■ **Saved entries**:
*** Block opens ***
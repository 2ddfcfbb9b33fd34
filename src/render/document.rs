// SPDX-License-Identifier: MIT
// Copyright 2026 Roland Dreier <roland@rolandd.dev>

//! HTML rendering of the page.

use super::escape;
use super::page::{FormState, Modal, NoticeKind, Page, Region, Section, TabGroup};
use crate::models::{BillingFrequency, Period};
use crate::services::{HealthStatus, Service};

pub const ACCOUNT_FORM: &str = "new-account-form";
pub const CONTRIBUTION_FORM: &str = "new-contribution-form";
pub const RETIREMENT_CALCULATOR_FORM: &str = "retirement-calculator-form";
pub const SOCIAL_SECURITY_FORM: &str = "social-security-form";
pub const PAYMENT_METHOD_FORM: &str = "payment-method-form";
pub const FREQUENCY_FORM: &str = "frequency-form";

const ACCOUNT_TYPES: [(&str, &str); 5] = [
    ("401a", "401(a)"),
    ("401k", "401(k)"),
    ("403b", "403(b)"),
    ("IRA", "Traditional IRA"),
    ("Roth IRA", "Roth IRA"),
];

const CONTRIBUTION_TYPES: [(&str, &str); 3] = [
    ("pre_tax", "Pre-tax"),
    ("roth", "Roth"),
    ("employer_match", "Employer Match"),
];

const PAYMENT_TYPES: [(&str, &str); 3] = [
    ("CREDIT_CARD", "Credit Card"),
    ("DEBIT_CARD", "Debit Card"),
    ("BANK_ACCOUNT", "Bank Account"),
];

/// Input kinds used by the dashboard forms.
enum Input<'a> {
    Text,
    Number(&'a str),
    Select(&'a [(&'a str, &'a str)]),
}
*** Block closes ***
Exactly what appears above must be set down again in full.

repository 2ddfcfbb9b33fd34
filename src/render/document.rs
// SPDX-License-Identifier: MIT
// Copyright 2026 Roland Dreier <roland@rolandd.dev>

//! HTML rendering of the page.

use super::escape;
use super::page::{FormState, Modal, NoticeKind, Page, Region, Section, TabGroup};
use crate::models::{BillingFrequency, Period};
use crate::services::{HealthStatus, Service};

pub const ACCOUNT_FORM: &str = "new-account-form";
pub const CONTRIBUTION_FORM: &str = "new-contribution-form";
pub const RETIREMENT_CALCULATOR_FORM: &str = "retirement-calculator-form";
pub const SOCIAL_SECURITY_FORM: &str = "social-security-form";
pub const PAYMENT_METHOD_FORM: &str = "payment-method-form";
pub const FREQUENCY_FORM: &str = "frequency-form";

const ACCOUNT_TYPES: [(&str, &str); 5] = [
    ("401a", "401(a)"),
    ("401k", "401(k)"),
    ("403b", "403(b)"),
    ("IRA", "Traditional IRA"),
    ("Roth IRA", "Roth IRA"),
];

const CONTRIBUTION_TYPES: [(&str, &str); 3] = [
    ("pre_tax", "Pre-tax"),
    ("roth", "Roth"),
    ("employer_match", "Employer Match"),
];

const PAYMENT_TYPES: [(&str, &str); 3] = [
    ("CREDIT_CARD", "Credit Card"),
    ("DEBIT_CARD", "Debit Card"),
    ("BANK_ACCOUNT", "Bank Account"),
];

/// Input kinds used by the dashboard forms.
enum Input<'a> {
    Text,
    Number(&'a str),
    Select(&'a [(&'a str, &'a str)]),
}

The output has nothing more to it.